Background: Pazopanib is a vascular endothelial growth factor (VEGF) tyrosine kinase inhibitor (TKI) that was approved as first line treatment for advanced renal cell carcinoma (aRCC). The pivotal trial showed significant increase in median progression free survival (mPFS) of 9.2 months versus 4.0 months with placebo and objective response rate of 30%. Median overall survival (mOS) was 28.4 months with pazopanib. Local data on efficacy and safety of pazopanib is lacking. This study reviewed the efficacy and safety of pazopanib in aRCC in University Malaya Medical Centre (UMMC). Methods: We retrospectively reviewed outcome of patients with advanced renal cell carcinoma who received pazopanib from January 2012 to March 2017. Analysis was done in July 2017. Results: Twenty-one patients were enrolled – 16 (76.2%) were males and five (23.8%) were females. The mean age at diagnosis was 61.9 years old. Majority of the patients were of Chinese ethnicity, ( n = 13, 61.9%). Fourteen patients (67%) were diagnosed as metastatic disease at presentation and all had cytoreductive nephrectomy. Eighteen patients (86%) had clear cell histology. The most common metastatic site was lung (66.7%) followed by bone and liver. Except for one, all patients were treated with pazopanib in the first line setting.
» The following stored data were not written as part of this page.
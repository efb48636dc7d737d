//! CLI argument definitions for the listing ETL tool.

use std::path::PathBuf;

use clap::{Parser, Subcommand, ValueEnum};
use clap_verbosity_flag::{Verbosity, WarnLevel};
use colorchoice_clap::Color;

#[derive(Parser)]
#[command(
    name = "estate",
    version,
    about = "Real-estate listing ETL - clean, enrich and validate property data",
    long_about = "Clean, enrich and validate real-estate listing datasets.\n\n\
                  Reads CSV or Excel input, runs data-quality checks before and after\n\
                  transformation, and writes CSV (with BOM) or Parquet output."
)]
pub struct Cli {
    #[command(subcommand)]
    pub command: Command,

    /// Adjust log verbosity (-v for debug, -vv for trace, -q for errors only).
    #[command(flatten)]
    pub verbosity: Verbosity<WarnLevel>,

    /// Control ANSI color output (auto, always, never).
    #[command(flatten)]
    pub color: Color,

    /// Explicit log level (overrides -v/-q flags).
    #[arg(long = "log-level", value_enum, global = true)]
    pub log_level: Option<LogLevelArg>,

    /// Log output format (pretty for human, json for machine parsing).
    #[arg(
        long = "log-format",
        value_enum,
        default_value = "pretty",
        global = true
    )]
    pub log_format: LogFormatArg,

    /// Write logs to a file instead of stderr.
    #[arg(long = "log-file", value_name = "PATH", global = true)]
    pub log_file: Option<PathBuf>,
}

#[derive(Subcommand)]
pub enum Command {
    /// Run the full pipeline: extract, validate, transform, validate, load.
    Run(RunArgs),

    /// Run the data-quality checks on a file without transforming it.
    Validate(ValidateArgs),

    /// Generate a synthetic listings file for demos and testing.
    Sample(SampleArgs),
}

#[derive(Parser)]
pub struct RunArgs {
    /// Input CSV or Excel file.
    #[arg(long = "input", short = 'i', value_name = "FILE")]
    pub input: Option<PathBuf>,

    /// Output file; `.parquet` writes Parquet, anything else CSV.
    #[arg(long = "output", short = 'o', value_name = "FILE")]
    pub output: Option<PathBuf>,

    /// TOML file with default settings. Flags override its values.
    #[arg(long = "config", value_name = "FILE")]
    pub config: Option<PathBuf>,

    /// Timestamp publication ages are measured against (default: now).
    #[arg(long = "reference-time", value_name = "DATETIME")]
    pub reference_time: Option<String>,

    /// Leave the numeric statistics out of the report.
    #[arg(long = "no-statistics")]
    pub no_statistics: bool,

    /// Print the full report, statistics included, as JSON.
    #[arg(long = "json")]
    pub json: bool,
}

#[derive(Parser)]
pub struct ValidateArgs {
    /// CSV or Excel file to check.
    #[arg(value_name = "FILE")]
    pub file: PathBuf,
}

#[derive(Parser)]
pub struct SampleArgs {
    /// Destination file.
    #[arg(
        long = "output",
        short = 'o',
        value_name = "FILE",
        default_value = "data/raw/propiedades_raw.csv"
    )]
    pub output: PathBuf,

    /// Number of listings to generate.
    #[arg(long = "records", short = 'n', default_value_t = 150)]
    pub records: usize,

    /// Random seed.
    #[arg(long = "seed", default_value_t = 42)]
    pub seed: u64,

    /// Publication dates fall 1 to 365 days before this time (default: now).
    #[arg(long = "reference-time", value_name = "DATETIME")]
    pub reference_time: Option<String>,
}

/// CLI log level choices.
#[derive(Clone, Copy, ValueEnum)]
pub enum LogLevelArg {
    Error,
    Warn,
    Info,
    Debug,
    Trace,
}

/// CLI log format choices.
#[derive(Clone, Copy, ValueEnum)]
pub enum LogFormatArg {
    Pretty,
    Compact,
    Json,
}
//! Integration tests for workbook reading.
#![cfg(feature = "excel")]

use std::io::Write;
use std::path::PathBuf;

use estate_ingest::{IngestError, read_dataset};
use polars::prelude::*;
use tempfile::NamedTempFile;

fn fixture(name: &str) -> PathBuf {
    PathBuf::from(env!("CARGO_MANIFEST_DIR"))
        .join("tests")
        .join("fixtures")
        .join(name)
}

#[test]
fn reads_first_worksheet_with_typed_columns() {
    let df = read_dataset(&fixture("propiedades.xlsx")).unwrap();

    assert_eq!(df.height(), 2);
    let names: Vec<String> = df
        .get_column_names()
        .iter()
        .map(|name| name.to_string())
        .collect();
    assert_eq!(
        names,
        vec![
            "id_propiedad",
            "precio",
            "superficie_m2",
            "column_3",
            "fecha_publicacion",
            "tipo_propiedad",
        ]
    );

    let precio = df.column("precio").unwrap();
    assert_eq!(precio.dtype(), &DataType::Int64);
    assert_eq!(precio.i64().unwrap().get(1), Some(320_000));

    let area = df.column("superficie_m2").unwrap();
    assert_eq!(area.dtype(), &DataType::Float64);
    assert_eq!(area.f64().unwrap().get(0), Some(75.5));
    assert_eq!(area.null_count(), 1);

    let tipo = df.column("tipo_propiedad").unwrap();
    assert_eq!(tipo.dtype(), &DataType::String);
    assert_eq!(tipo.str().unwrap().get(0), Some("casa"));
    assert_eq!(tipo.null_count(), 1);
}

#[test]
fn date_cells_are_rendered_as_timestamps() {
    let df = read_dataset(&fixture("propiedades.xlsx")).unwrap();

    let fechas = df.column("fecha_publicacion").unwrap();
    assert_eq!(fechas.dtype(), &DataType::String);
    let fechas = fechas.str().unwrap();
    assert_eq!(fechas.get(0), Some("2024-01-15 00:00:00"));
    assert_eq!(fechas.get(1), Some("2024-01-20 12:00:00"));
}

#[test]
fn empty_worksheet_has_no_header() {
    let err = read_dataset(&fixture("empty_sheet.xlsx")).unwrap_err();
    assert!(matches!(err, IngestError::NoHeader { .. }));
}

#[test]
fn corrupt_workbook_is_reported() {
    let mut file = NamedTempFile::with_suffix(".xlsx").unwrap();
    write!(file, "id_propiedad,precio\nPROP-0001,150000\n").unwrap();

    let err = read_dataset(file.path()).unwrap_err();

    match err {
        IngestError::Workbook { path, message } => {
            assert_eq!(path, file.path());
            assert!(!message.is_empty());
        }
        other => panic!("unexpected error: {other}"),
    }
}
//! Price cleanup and price-band labelling.

use polars::prelude::{AnyValue, DataFrame, NamedFrom, Series};

use estate_common::{any_to_string, column_f64_values, is_missing};
use estate_model::PriceCategory;
use estate_model::columns::{CATEGORIA_PRECIO, PRECIO};

use crate::error::Result;
use crate::normalization::clean_price;

/// Replace `precio` with its numeric form.
///
/// Every value is rendered as text and reduced to digits and `.`; values
/// that do not survive that become missing. Returns `false` when the column
/// is absent.
pub fn normalize_prices(df: &mut DataFrame) -> Result<bool> {
    let Ok(column) = df.column(PRECIO) else {
        return Ok(false);
    };
    let values: Vec<Option<f64>> = (0..df.height())
        .map(|idx| {
            let value = column.get(idx).unwrap_or(AnyValue::Null);
            if is_missing(&value) {
                None
            } else {
                clean_price(&any_to_string(value))
            }
        })
        .collect();
    df.with_column(Series::new(PRECIO.into(), values))?;
    Ok(true)
}

/// Append `categoria_precio` derived from the numeric `precio`.
pub fn categorize_prices(df: &mut DataFrame) -> Result<bool> {
    let Some(prices) = column_f64_values(df, PRECIO) else {
        return Ok(false);
    };
    let labels: Vec<&str> = prices
        .into_iter()
        .map(|price| PriceCategory::from_price(price).label())
        .collect();
    df.with_column(Series::new(CATEGORIA_PRECIO.into(), labels))?;
    Ok(true)
}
Majority of the patients (76.2%) was started on pazopanib within a year after diagnosis. Fourteen patients (66%) were started on 800 mg daily as the initial dose. From the analysis, the best tumour response is partial response ( n = 8, 38%) followed stable disease ( n = 4, 19%). Six patients (28.6%) had progressive disease while three other patients were not assessable. The mPFS was 9 months (95% CI: 7.2 – 10.8) and mOS was 24 months. For toxicity analysis, only 17 patients had side-effects documented in our database. The most common side effects were hypertension (19%) and hand-foot syndrome (19%) followed by diarrheoa (14.3%). Conclusions: In general, pazopanib is well tolerated and demonstrated good PFS and OS in our study population, comparable to previous studies and real-world data.